[Saved data entries]
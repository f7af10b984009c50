//! Geraete-Backend via cpal
//!
//! cpal-Streams sind nicht auf allen Plattformen `Send`. Jeder Stream lebt
//! deshalb in einem eigenen Thread; Samples fliessen ueber einen lock-freien
//! Byte-Ring zwischen cpal-Callback und `DeviceDriver`.

use std::sync::atomic::{AtomicBool, AtomicU64, Ordering};
use std::sync::Arc;
use std::thread::{self, JoinHandle};
use std::time::{Duration, Instant};

use cpal::traits::{DeviceTrait, HostTrait, StreamTrait};
use cpal::{BufferSize, Device, Host, SampleFormat as CpalFormat, StreamConfig};
use crossbeam_channel::{bounded, Receiver, Sender};
use parking_lot::{Condvar, Mutex};
use ringbuf::traits::{Consumer, Observer, Producer, Split};
use ringbuf::{HeapCons, HeapProd, HeapRb};
use tracing::{debug, error, warn};

use super::{ApiInfo, DeviceBackend, DeviceCatalog, DeviceDriver, DeviceInfo, StreamParams};
use crate::error::{AudioError, AudioResult};
use crate::format::{AudioFormat, SampleFormat};

/// Gaengige Raten, gegen die Geraete-Bereiche geprueft werden
const CANDIDATE_RATES: [u32; 7] = [8000, 16000, 24000, 32000, 44100, 48000, 96000];

/// Wie viele Frames der Byte-Ring zwischen Callback und Treiber fasst
const RING_FRAMES: usize = 4;

/// Wartezeit zwischen zwei Pruefungen des Rings
const POLL: Duration = Duration::from_millis(5);

/// Ohne Fortschritt laenger als das gilt das Ausgabegeraet als blockiert
const STALL: Duration = Duration::from_secs(1);

/// Backend ueber alle cpal-Hosts; die API-ID ist der Index in `available_hosts()`
#[derive(Debug, Default, Clone, Copy)]
pub struct CpalBackend;

impl CpalBackend {
    pub fn new() -> Self {
        Self
    }

    fn host(&self, api: u32) -> AudioResult<Host> {
        let id = cpal::available_hosts()
            .get(api as usize)
            .copied()
            .ok_or_else(|| AudioError::DeviceUnavailable(format!("Audio-API {api} unbekannt")))?;
        cpal::host_from_id(id).map_err(|e| AudioError::DeviceUnavailable(e.to_string()))
    }

    fn device(&self, api: u32, device_id: u32) -> AudioResult<Device> {
        let host = self.host(api)?;
        host.devices()
            .map_err(|e| AudioError::DeviceUnavailable(e.to_string()))?
            .nth(device_id as usize)
            .ok_or_else(|| AudioError::DeviceUnavailable(format!("Geraet {device_id} nicht gefunden")))
    }
}

impl DeviceBackend for CpalBackend {
    fn apis(&self) -> Vec<ApiInfo> {
        cpal::available_hosts()
            .into_iter()
            .enumerate()
            .map(|(i, id)| ApiInfo {
                id: i as u32,
                name: id.name().to_string(),
            })
            .collect()
    }

    fn discover_devices(&self, api: u32) -> AudioResult<DeviceCatalog> {
        let host = self.host(api)?;
        let default_input = host.default_input_device().and_then(|d| d.name().ok());
        let default_output = host.default_output_device().and_then(|d| d.name().ok());

        let mut catalog = DeviceCatalog::default();
        let devices = host
            .devices()
            .map_err(|e| AudioError::DeviceUnavailable(e.to_string()))?;

        for (index, device) in devices.enumerate() {
            let info = match device_to_info(index as u32, &device) {
                Ok(info) => info,
                Err(e) => {
                    warn!("Geraet konnte nicht gelesen werden: {}", e);
                    continue;
                }
            };
            if catalog.default_input.is_none() && default_input.as_deref() == Some(info.name.as_str()) {
                catalog.default_input = Some(info.id);
            }
            if catalog.default_output.is_none() && default_output.as_deref() == Some(info.name.as_str()) {
                catalog.default_output = Some(info.id);
            }
            catalog.devices.push(info);
        }

        debug!("Gefundene Geraete: {}", catalog.devices.len());
        Ok(catalog)
    }

    fn open_input(&self, params: &StreamParams) -> AudioResult<Box<dyn DeviceDriver>> {
        let device = self.device(params.api, params.device_id)?;
        Ok(Box::new(CpalDriver::open(device, params.format, true)?))
    }

    fn open_output(&self, params: &StreamParams) -> AudioResult<Box<dyn DeviceDriver>> {
        let device = self.device(params.api, params.device_id)?;
        Ok(Box::new(CpalDriver::open(device, params.format, false)?))
    }
}

// Hilfsfunktion: cpal Device -> DeviceInfo
fn device_to_info(id: u32, device: &Device) -> AudioResult<DeviceInfo> {
    let name = device
        .name()
        .map_err(|e| AudioError::DeviceUnavailable(e.to_string()))?;

    let mut sample_rates = Vec::new();
    let mut input_channels = 0u16;
    let mut output_channels = 0u16;

    if let Ok(configs) = device.supported_input_configs() {
        for cfg in configs {
            collect_rates(cfg.min_sample_rate(), cfg.max_sample_rate(), &mut sample_rates);
            input_channels = input_channels.max(cfg.channels());
        }
    }
    if let Ok(configs) = device.supported_output_configs() {
        for cfg in configs {
            collect_rates(cfg.min_sample_rate(), cfg.max_sample_rate(), &mut sample_rates);
            output_channels = output_channels.max(cfg.channels());
        }
    }
    sample_rates.sort_unstable();

    Ok(DeviceInfo {
        id,
        name,
        input_channels,
        output_channels,
        sample_rates,
    })
}

fn collect_rates(min: u32, max: u32, rates: &mut Vec<u32>) {
    for rate in CANDIDATE_RATES {
        if rate >= min && rate <= max && !rates.contains(&rate) {
            rates.push(rate);
        }
    }
}

fn to_cpal_format(format: SampleFormat) -> CpalFormat {
    match format {
        SampleFormat::S8 => CpalFormat::I8,
        SampleFormat::S16 => CpalFormat::I16,
        SampleFormat::S32 => CpalFormat::I32,
        SampleFormat::F32 => CpalFormat::F32,
        SampleFormat::F64 => CpalFormat::F64,
    }
}

/// Kommandos an den Stream-Thread
enum StreamCommand {
    Pause,
    Play,
    Stop,
}

/// Signal vom Callback an den wartenden Treiber
#[derive(Default)]
struct Signal {
    lock: Mutex<()>,
    changed: Condvar,
    failed: AtomicBool,
}

impl Signal {
    fn wait(&self) {
        let mut guard = self.lock.lock();
        self.changed.wait_for(&mut guard, POLL);
    }
}

enum Ring {
    Reader(HeapCons<u8>),
    Writer(HeapProd<u8>),
}

/// `DeviceDriver` ueber einen cpal-Stream im eigenen Thread
struct CpalDriver {
    format: AudioFormat,
    ring: Ring,
    signal: Arc<Signal>,
    samples: Arc<AtomicU64>,
    cmd_tx: Sender<StreamCommand>,
    thread: Option<JoinHandle<()>>,
    stopped: bool,
}

impl CpalDriver {
    fn open(device: Device, format: AudioFormat, capture: bool) -> AudioResult<Self> {
        let (producer, consumer) = HeapRb::<u8>::new(format.frame_len() * RING_FRAMES).split();
        let signal = Arc::new(Signal::default());
        let samples = Arc::new(AtomicU64::new(0));
        let (cmd_tx, cmd_rx) = bounded::<StreamCommand>(8);
        let (ready_tx, ready_rx) = bounded::<AudioResult<()>>(1);

        let (callback_ring, ring) = if capture {
            (Ring::Writer(producer), Ring::Reader(consumer))
        } else {
            (Ring::Reader(consumer), Ring::Writer(producer))
        };

        let thread = {
            let signal = Arc::clone(&signal);
            let samples = Arc::clone(&samples);
            thread::Builder::new()
                .name(if capture { "sonance-cpal-input" } else { "sonance-cpal-output" }.into())
                .spawn(move || {
                    stream_thread(device, format, callback_ring, signal, samples, cmd_rx, ready_tx)
                })
                .map_err(AudioError::Io)?
        };

        ready_rx
            .recv()
            .map_err(|_| AudioError::DeviceUnavailable("Stream-Thread beendet".into()))??;

        Ok(Self {
            format,
            ring,
            signal,
            samples,
            cmd_tx,
            thread: Some(thread),
            stopped: false,
        })
    }

    fn check_alive(&self) -> AudioResult<()> {
        if self.stopped {
            return Err(AudioError::EndpointClosed("Geraet gestoppt".into()));
        }
        if self.signal.failed.load(Ordering::Acquire) {
            return Err(AudioError::Xrun("cpal meldet Stream-Fehler".into()));
        }
        Ok(())
    }

    fn send(&self, cmd: StreamCommand) -> AudioResult<()> {
        self.cmd_tx
            .send(cmd)
            .map_err(|_| AudioError::EndpointClosed("Stream-Thread beendet".into()))
    }
}

impl DeviceDriver for CpalDriver {
    fn read_frame(&mut self, buf: &mut [u8]) -> AudioResult<()> {
        let mut filled = 0;
        while filled < buf.len() {
            self.check_alive()?;
            let Ring::Reader(consumer) = &mut self.ring else {
                return Err(AudioError::Konfiguration("Ausgabe-Stream kann nicht lesen".into()));
            };
            filled += consumer.pop_slice(&mut buf[filled..]);
            if filled < buf.len() {
                self.signal.wait();
            }
        }
        Ok(())
    }

    fn write_frame(&mut self, data: &[u8]) -> AudioResult<()> {
        let mut written = 0;
        let mut last_progress = Instant::now();
        while written < data.len() {
            self.check_alive()?;
            let Ring::Writer(producer) = &mut self.ring else {
                return Err(AudioError::Konfiguration("Eingabe-Stream kann nicht schreiben".into()));
            };
            let n = producer.push_slice(&data[written..]);
            written += n;
            if n > 0 {
                last_progress = Instant::now();
            } else if last_progress.elapsed() > STALL {
                // Geraet nimmt nichts mehr ab
                return Err(AudioError::Backpressure);
            }
            if written < data.len() {
                self.signal.wait();
            }
        }
        Ok(())
    }

    fn pause(&mut self) -> AudioResult<()> {
        self.check_alive()?;
        self.send(StreamCommand::Pause)
    }

    fn resume(&mut self) -> AudioResult<()> {
        self.check_alive()?;
        self.send(StreamCommand::Play)
    }

    fn stop(&mut self) -> AudioResult<()> {
        if self.stopped {
            return Ok(());
        }
        self.stopped = true;
        let _ = self.cmd_tx.send(StreamCommand::Stop);
        if let Some(handle) = self.thread.take() {
            let _ = handle.join();
        }
        Ok(())
    }

    fn current_time(&self) -> Duration {
        let per_channel = self.samples.load(Ordering::Relaxed) / self.format.channels as u64;
        Duration::from_secs_f64(per_channel as f64 / self.format.sample_rate as f64)
    }

    fn latency(&self) -> Option<Duration> {
        let queued = match &self.ring {
            Ring::Reader(consumer) => consumer.occupied_len(),
            Ring::Writer(producer) => producer.occupied_len(),
        };
        let instants = queued / self.format.bytes_per_instant();
        Some(Duration::from_secs_f64(instants as f64 / self.format.sample_rate as f64))
    }
}

impl Drop for CpalDriver {
    fn drop(&mut self) {
        let _ = self.stop();
    }
}

fn stream_thread(
    device: Device,
    format: AudioFormat,
    ring: Ring,
    signal: Arc<Signal>,
    samples: Arc<AtomicU64>,
    cmd_rx: Receiver<StreamCommand>,
    ready_tx: Sender<AudioResult<()>>,
) {
    let config = StreamConfig {
        channels: format.channels,
        sample_rate: format.sample_rate,
        buffer_size: BufferSize::Fixed(format.buffer_frames),
    };
    let sample_format = to_cpal_format(format.sample_format);
    let bytes_per_sample = format.bytes_per_sample() as u64;

    let err_signal = Arc::clone(&signal);
    let err_fn = move |err| {
        error!("cpal Stream-Fehler: {}", err);
        err_signal.failed.store(true, Ordering::Release);
        err_signal.changed.notify_all();
    };

    let built = match ring {
        Ring::Writer(mut producer) => device.build_input_stream_raw(
            &config,
            sample_format,
            move |data: &cpal::Data, _: &cpal::InputCallbackInfo| {
                let bytes = data.bytes();
                let pushed = producer.push_slice(bytes);
                if pushed < bytes.len() {
                    warn!("Aufnahme-Ring voll, {} Bytes verworfen", bytes.len() - pushed);
                }
                samples.fetch_add(pushed as u64 / bytes_per_sample, Ordering::Relaxed);
                signal.changed.notify_all();
            },
            err_fn,
            None,
        ),
        Ring::Reader(mut consumer) => device.build_output_stream_raw(
            &config,
            sample_format,
            move |data: &mut cpal::Data, _: &cpal::OutputCallbackInfo| {
                let out = data.bytes_mut();
                let read = consumer.pop_slice(out);
                // Stille fuer fehlende Samples
                if read < out.len() {
                    out[read..].fill(0);
                }
                samples.fetch_add(read as u64 / bytes_per_sample, Ordering::Relaxed);
                signal.changed.notify_all();
            },
            err_fn,
            None,
        ),
    };

    let stream = match built.map_err(|e| AudioError::DeviceUnavailable(e.to_string())) {
        Ok(stream) => stream,
        Err(e) => {
            let _ = ready_tx.send(Err(e));
            return;
        }
    };
    if let Err(e) = stream.play() {
        let _ = ready_tx.send(Err(AudioError::DeviceUnavailable(e.to_string())));
        return;
    }
    let _ = ready_tx.send(Ok(()));
    debug!("cpal-Stream geoeffnet: {}", format);

    while let Ok(cmd) = cmd_rx.recv() {
        let result = match cmd {
            StreamCommand::Pause => stream.pause().map_err(|e| e.to_string()),
            StreamCommand::Play => stream.play().map_err(|e| e.to_string()),
            StreamCommand::Stop => break,
        };
        if let Err(e) = result {
            warn!("cpal-Steuerkommando fehlgeschlagen: {}", e);
        }
    }
    debug!("cpal-Stream geschlossen");
}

* [Problem] Begin at the first line of the entries above and copy every line exactly, ending with the line that contains "Geraete-Bereiche geprueft werden".

* [Exercise solution]
repository f7af10b984009c50
//! Geraete-Backend via cpal
//!
//! cpal-Streams sind nicht auf allen Plattformen `Send`. Jeder Stream lebt
//! deshalb in einem eigenen Thread; Samples fliessen ueber einen lock-freien
//! Byte-Ring zwischen cpal-Callback und `DeviceDriver`.

use std::sync::atomic::{AtomicBool, AtomicU64, Ordering};
use std::sync::Arc;
use std::thread::{self, JoinHandle};
use std::time::{Duration, Instant};

use cpal::traits::{DeviceTrait, HostTrait, StreamTrait};
use cpal::{BufferSize, Device, Host, SampleFormat as CpalFormat, StreamConfig};
use crossbeam_channel::{bounded, Receiver, Sender};
use parking_lot::{Condvar, Mutex};
use ringbuf::traits::{Consumer, Observer, Producer, Split};
use ringbuf::{HeapCons, HeapProd, HeapRb};
use tracing::{debug, error, warn};

use super::{ApiInfo, DeviceBackend, DeviceCatalog, DeviceDriver, DeviceInfo, StreamParams};
use crate::error::{AudioError, AudioResult};
use crate::format::{AudioFormat, SampleFormat};

/// Gaengige Raten, gegen die Geraete-Bereiche geprueft werden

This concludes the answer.